RECORDS FOR THIS TASK -
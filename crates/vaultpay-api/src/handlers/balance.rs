//! Balance Handlers

use axum::{
    extract::{rejection::FormRejection, State},
    Form, Json,
};
use std::sync::Arc;
use vaultpay_ledger::CardDetails;

use crate::dto::{parse_money, require, MessageResponse, ReplenishForm, WithdrawalForm};
use crate::error::{ApiError, ApiResult};
use crate::state::AppState;

/// Charge a card and credit the caller's balance
pub async fn replenish(
    State(state): State<Arc<AppState>>,
    form: Result<Form<ReplenishForm>, FormRejection>,
) -> ApiResult<Json<MessageResponse>> {
    let Form(form) = form.map_err(|_| ApiError::BadRequest)?;
    require(&[
        &form.access_token,
        &form.card_number,
        &form.card_owner,
        &form.cvv,
        &form.money,
    ])?;
    let amount = parse_money(&form.money)?;

    let card = CardDetails::new(form.card_number, form.card_owner, form.cvv);
    let receipt = state.ledger.replenish(&form.access_token, &card, amount).await?;

    Ok(Json(MessageResponse {
        message: receipt.message,
    }))
}

/// Pay out to a card and debit the caller's balance
pub async fn withdraw(
    State(state): State<Arc<AppState>>,
    form: Result<Form<WithdrawalForm>, FormRejection>,
) -> ApiResult<Json<MessageResponse>> {
    let Form(form) = form.map_err(|_| ApiError::BadRequest)?;
    require(&[&form.access_token, &form.card_number, &form.money])?;
    let amount = parse_money(&form.money)?;

    let card = CardDetails::number_only(form.card_number);
    let receipt = state.ledger.withdraw(&form.access_token, &card, amount).await?;

    Ok(Json(MessageResponse {
        message: receipt.message,
    }))
}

PROBLEM TO SOLVE -
Look above for the line with "use vaultpay_ledger::CardDetails;" and the line with "CardDetails::new(form.card_number, form.card_owner, form.cvv);". Write out those two lines and all the lines between them, exactly, and no others.

SOLUTION FOR THIS TASK -
use vaultpay_ledger::CardDetails;

use crate::dto::{parse_money, require, MessageResponse, ReplenishForm, WithdrawalForm};
use crate::error::{ApiError, ApiResult};
use crate::state::AppState;

/// Charge a card and credit the caller's balance
pub async fn replenish(
    State(state): State<Arc<AppState>>,
    form: Result<Form<ReplenishForm>, FormRejection>,
) -> ApiResult<Json<MessageResponse>> {
    let Form(form) = form.map_err(|_| ApiError::BadRequest)?;
    require(&[
        &form.access_token,
        &form.card_number,
        &form.card_owner,
        &form.cvv,
        &form.money,
    ])?;
    let amount = parse_money(&form.money)?;

    let card = CardDetails::new(form.card_number, form.card_owner, form.cvv);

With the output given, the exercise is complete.